### WORK INSTRUCTIONS
Retype every entry exactly, character for character.

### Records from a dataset
^^^^
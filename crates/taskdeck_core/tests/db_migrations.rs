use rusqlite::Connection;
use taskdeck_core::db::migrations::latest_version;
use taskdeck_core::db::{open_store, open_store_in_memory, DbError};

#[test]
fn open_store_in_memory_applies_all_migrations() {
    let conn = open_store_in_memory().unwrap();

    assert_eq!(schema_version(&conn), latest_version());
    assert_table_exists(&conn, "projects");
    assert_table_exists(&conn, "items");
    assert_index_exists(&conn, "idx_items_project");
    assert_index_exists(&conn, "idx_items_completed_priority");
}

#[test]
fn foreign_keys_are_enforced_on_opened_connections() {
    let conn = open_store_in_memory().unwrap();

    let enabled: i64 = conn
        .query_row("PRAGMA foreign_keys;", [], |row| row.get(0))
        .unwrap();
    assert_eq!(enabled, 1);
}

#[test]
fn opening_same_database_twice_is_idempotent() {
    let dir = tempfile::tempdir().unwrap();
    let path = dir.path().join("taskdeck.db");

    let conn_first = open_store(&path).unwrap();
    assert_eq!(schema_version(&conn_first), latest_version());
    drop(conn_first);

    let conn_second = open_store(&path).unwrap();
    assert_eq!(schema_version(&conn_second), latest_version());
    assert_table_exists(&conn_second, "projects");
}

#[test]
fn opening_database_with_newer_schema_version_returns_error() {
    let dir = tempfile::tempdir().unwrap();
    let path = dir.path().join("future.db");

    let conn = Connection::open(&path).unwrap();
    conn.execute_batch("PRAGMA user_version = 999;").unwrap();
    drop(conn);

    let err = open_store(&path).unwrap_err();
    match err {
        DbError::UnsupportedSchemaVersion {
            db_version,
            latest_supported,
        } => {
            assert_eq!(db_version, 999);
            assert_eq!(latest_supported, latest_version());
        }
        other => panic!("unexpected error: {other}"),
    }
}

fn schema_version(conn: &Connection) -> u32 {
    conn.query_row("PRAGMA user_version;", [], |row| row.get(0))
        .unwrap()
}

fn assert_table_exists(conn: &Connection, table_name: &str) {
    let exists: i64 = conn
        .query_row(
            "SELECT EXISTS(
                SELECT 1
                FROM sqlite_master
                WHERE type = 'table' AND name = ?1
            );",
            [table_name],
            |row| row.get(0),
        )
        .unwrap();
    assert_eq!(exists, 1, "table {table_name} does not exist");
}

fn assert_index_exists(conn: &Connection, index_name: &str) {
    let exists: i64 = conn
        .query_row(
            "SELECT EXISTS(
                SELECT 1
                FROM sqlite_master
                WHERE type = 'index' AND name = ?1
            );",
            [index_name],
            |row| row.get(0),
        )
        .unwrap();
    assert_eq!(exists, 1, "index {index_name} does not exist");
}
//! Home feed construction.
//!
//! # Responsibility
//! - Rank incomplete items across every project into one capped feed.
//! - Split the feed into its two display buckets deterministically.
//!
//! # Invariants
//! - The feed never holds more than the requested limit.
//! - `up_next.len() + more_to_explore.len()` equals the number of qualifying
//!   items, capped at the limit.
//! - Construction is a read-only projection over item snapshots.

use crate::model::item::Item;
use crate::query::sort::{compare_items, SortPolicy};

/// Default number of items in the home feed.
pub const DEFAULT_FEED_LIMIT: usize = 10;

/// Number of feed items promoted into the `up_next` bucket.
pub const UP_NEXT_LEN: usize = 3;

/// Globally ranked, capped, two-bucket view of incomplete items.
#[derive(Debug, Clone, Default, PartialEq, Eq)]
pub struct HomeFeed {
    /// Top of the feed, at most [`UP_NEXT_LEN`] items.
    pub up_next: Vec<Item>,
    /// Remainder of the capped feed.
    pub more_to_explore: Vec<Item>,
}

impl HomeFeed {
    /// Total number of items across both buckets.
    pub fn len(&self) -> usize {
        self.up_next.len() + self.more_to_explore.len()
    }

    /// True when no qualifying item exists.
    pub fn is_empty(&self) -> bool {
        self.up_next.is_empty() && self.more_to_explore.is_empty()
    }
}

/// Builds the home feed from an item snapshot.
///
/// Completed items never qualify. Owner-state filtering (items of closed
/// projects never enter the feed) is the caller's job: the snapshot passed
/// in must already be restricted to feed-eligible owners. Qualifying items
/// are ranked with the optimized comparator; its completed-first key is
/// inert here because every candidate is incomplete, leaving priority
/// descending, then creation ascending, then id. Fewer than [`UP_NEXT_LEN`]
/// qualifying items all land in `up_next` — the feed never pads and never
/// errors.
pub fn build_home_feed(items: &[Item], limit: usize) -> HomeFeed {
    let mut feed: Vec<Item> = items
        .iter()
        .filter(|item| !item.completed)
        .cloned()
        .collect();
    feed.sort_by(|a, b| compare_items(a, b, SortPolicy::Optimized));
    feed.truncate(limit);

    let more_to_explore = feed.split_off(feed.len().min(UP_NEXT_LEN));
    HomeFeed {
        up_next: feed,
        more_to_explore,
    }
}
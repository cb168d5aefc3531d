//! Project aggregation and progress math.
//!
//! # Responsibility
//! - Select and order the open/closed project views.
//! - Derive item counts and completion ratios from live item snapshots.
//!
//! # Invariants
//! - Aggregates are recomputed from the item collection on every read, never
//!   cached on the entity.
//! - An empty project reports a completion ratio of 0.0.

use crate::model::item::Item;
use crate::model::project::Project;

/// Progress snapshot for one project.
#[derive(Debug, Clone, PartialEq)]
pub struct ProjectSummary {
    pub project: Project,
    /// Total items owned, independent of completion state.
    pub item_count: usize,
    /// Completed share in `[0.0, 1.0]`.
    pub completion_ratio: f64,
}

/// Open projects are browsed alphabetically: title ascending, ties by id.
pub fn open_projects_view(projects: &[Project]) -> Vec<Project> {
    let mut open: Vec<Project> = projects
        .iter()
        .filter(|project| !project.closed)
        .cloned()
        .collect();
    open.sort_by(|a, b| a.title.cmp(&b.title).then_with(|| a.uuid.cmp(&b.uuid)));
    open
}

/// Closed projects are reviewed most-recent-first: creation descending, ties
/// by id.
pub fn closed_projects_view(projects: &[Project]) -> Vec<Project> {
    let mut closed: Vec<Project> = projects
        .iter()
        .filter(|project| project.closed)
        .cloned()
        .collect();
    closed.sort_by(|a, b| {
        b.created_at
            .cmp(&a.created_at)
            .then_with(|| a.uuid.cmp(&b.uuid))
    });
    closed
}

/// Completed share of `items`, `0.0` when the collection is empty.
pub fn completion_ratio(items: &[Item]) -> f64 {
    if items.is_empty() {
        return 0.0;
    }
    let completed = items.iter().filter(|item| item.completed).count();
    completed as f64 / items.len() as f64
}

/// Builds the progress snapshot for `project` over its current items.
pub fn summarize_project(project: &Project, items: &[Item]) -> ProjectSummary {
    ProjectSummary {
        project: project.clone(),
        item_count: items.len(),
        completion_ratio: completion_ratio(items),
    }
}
^^^^
### WRITTEN ANSWER
filename crates/taskdeck_core/tests/db_migrations.rs
use rusqlite::Connection;
use taskdeck_core::db::migrations::latest_version;
use taskdeck_core::db::{open_store, open_store_in_memory, DbError};

#[test]
fn open_store_in_memory_applies_all_migrations() {
    let conn = open_store_in_memory().unwrap();

    assert_eq!(schema_version(&conn), latest_version());
    assert_table_exists(&conn, "projects");
    assert_table_exists(&conn, "items");
    assert_index_exists(&conn, "idx_items_project");
    assert_index_exists(&conn, "idx_items_completed_priority");
}

#[test]
fn foreign_keys_are_enforced_on_opened_connections() {
    let conn = open_store_in_memory().unwrap();

    let enabled: i64 = conn
        .query_row("PRAGMA foreign_keys;", [], |row| row.get(0))
        .unwrap();
    assert_eq!(enabled, 1);
}

#[test]
fn opening_same_database_twice_is_idempotent() {
    let dir = tempfile::tempdir().unwrap();
    let path = dir.path().join("taskdeck.db");

    let conn_first = open_store(&path).unwrap();
    assert_eq!(schema_version(&conn_first), latest_version());
    drop(conn_first);

    let conn_second = open_store(&path).unwrap();
    assert_eq!(schema_version(&conn_second), latest_version());
    assert_table_exists(&conn_second, "projects");
}

#[test]
fn opening_database_with_newer_schema_version_returns_error() {
    let dir = tempfile::tempdir().unwrap();
    let path = dir.path().join("future.db");

    let conn = Connection::open(&path).unwrap();
    conn.execute_batch("PRAGMA user_version = 999;").unwrap();
    drop(conn);

    let err = open_store(&path).unwrap_err();
    match err {
        DbError::UnsupportedSchemaVersion {
            db_version,
            latest_supported,
        } => {
            assert_eq!(db_version, 999);
            assert_eq!(latest_supported, latest_version());
        }
        other => panic!("unexpected error: {other}"),
    }
}

fn schema_version(conn: &Connection) -> u32 {
    conn.query_row("PRAGMA user_version;", [], |row| row.get(0))
        .unwrap()
}

fn assert_table_exists(conn: &Connection, table_name: &str) {
    let exists: i64 = conn
        .query_row(
            "SELECT EXISTS(
                SELECT 1
                FROM sqlite_master
                WHERE type = 'table' AND name = ?1
            );",
            [table_name],
            |row| row.get(0),
        )
        .unwrap();
    assert_eq!(exists, 1, "table {table_name} does not exist");
}

fn assert_index_exists(conn: &Connection, index_name: &str) {
    let exists: i64 = conn
        .query_row(
            "SELECT EXISTS(
                SELECT 1
                FROM sqlite_master
                WHERE type = 'index' AND name = ?1
            );",
            [index_name],
            |row| row.get(0),
        )
        .unwrap();
    assert_eq!(exists, 1, "index {index_name} does not exist");
}
//! Home feed construction.
//!
//! # Responsibility
//! - Rank incomplete items across every project into one capped feed.
//! - Split the feed into its two display buckets deterministically.
//!
//! # Invariants
//! - The feed never holds more than the requested limit.
//! - `up_next.len() + more_to_explore.len()` equals the number of qualifying
//!   items, capped at the limit.
//! - Construction is a read-only projection over item snapshots.

use crate::model::item::Item;
use crate::query::sort::{compare_items, SortPolicy};

/// Default number of items in the home feed.
pub const DEFAULT_FEED_LIMIT: usize = 10;

/// Number of feed items promoted into the `up_next` bucket.
pub const UP_NEXT_LEN: usize = 3;

/// Globally ranked, capped, two-bucket view of incomplete items.
#[derive(Debug, Clone, Default, PartialEq, Eq)]
pub struct HomeFeed {
    /// Top of the feed, at most [`UP_NEXT_LEN`] items.
    pub up_next: Vec<Item>,
    /// Remainder of the capped feed.
    pub more_to_explore: Vec<Item>,
}

impl HomeFeed {
    /// Total number of items across both buckets.
    pub fn len(&self) -> usize {
        self.up_next.len() + self.more_to_explore.len()
    }

    /// True when no qualifying item exists.
    pub fn is_empty(&self) -> bool {
        self.up_next.is_empty() && self.more_to_explore.is_empty()
    }
}

/// Builds the home feed from an item snapshot.
///
/// Completed items never qualify. Owner-state filtering (items of closed
/// projects never enter the feed) is the caller's job: the snapshot passed
/// in must already be restricted to feed-eligible owners. Qualifying items
/// are ranked with the optimized comparator; its completed-first key is
/// inert here because every candidate is incomplete, leaving priority
/// descending, then creation ascending, then id. Fewer than [`UP_NEXT_LEN`]
/// qualifying items all land in `up_next` — the feed never pads and never
/// errors.
pub fn build_home_feed(items: &[Item], limit: usize) -> HomeFeed {
    let mut feed: Vec<Item> = items
        .iter()
        .filter(|item| !item.completed)
        .cloned()
        .collect();
    feed.sort_by(|a, b| compare_items(a, b, SortPolicy::Optimized));
    feed.truncate(limit);

    let more_to_explore = feed.split_off(feed.len().min(UP_NEXT_LEN));
    HomeFeed {
        up_next: feed,
        more_to_explore,
    }
}
repository cb168d5aefc3531d
//! Project aggregation and progress math.
//!
//! # Responsibility
//! - Select and order the open/closed project views.
//! - Derive item counts and completion ratios from live item snapshots.
//!
//! # Invariants
//! - Aggregates are recomputed from the item collection on every read, never
//!   cached on the entity.
//! - An empty project reports a completion ratio of 0.0.

use crate::model::item::Item;
use crate::model::project::Project;

/// Progress snapshot for one project.
#[derive(Debug, Clone, PartialEq)]
pub struct ProjectSummary {
    pub project: Project,
    /// Total items owned, independent of completion state.
    pub item_count: usize,
    /// Completed share in `[0.0, 1.0]`.
    pub completion_ratio: f64,
}

/// Open projects are browsed alphabetically: title ascending, ties by id.
pub fn open_projects_view(projects: &[Project]) -> Vec<Project> {
    let mut open: Vec<Project> = projects
        .iter()
        .filter(|project| !project.closed)
        .cloned()
        .collect();
    open.sort_by(|a, b| a.title.cmp(&b.title).then_with(|| a.uuid.cmp(&b.uuid)));
    open
}

/// Closed projects are reviewed most-recent-first: creation descending, ties
/// by id.
pub fn closed_projects_view(projects: &[Project]) -> Vec<Project> {
    let mut closed: Vec<Project> = projects
        .iter()
        .filter(|project| project.closed)
        .cloned()
        .collect();
    closed.sort_by(|a, b| {
        b.created_at
            .cmp(&a.created_at)
            .then_with(|| a.uuid.cmp(&b.uuid))
    });
    closed
}

/// Completed share of `items`, `0.0` when the collection is empty.
pub fn completion_ratio(items: &[Item]) -> f64 {
    if items.is_empty() {
        return 0.0;
    }
    let completed = items.iter().filter(|item| item.completed).count();
    completed as f64 / items.len() as f64
}

/// Builds the progress snapshot for `project` over its current items.
pub fn summarize_project(project: &Project, items: &[Item]) -> ProjectSummary {
    ProjectSummary {
        project: project.clone(),
        item_count: items.len(),
        completion_ratio: completion_ratio(items),
    }
}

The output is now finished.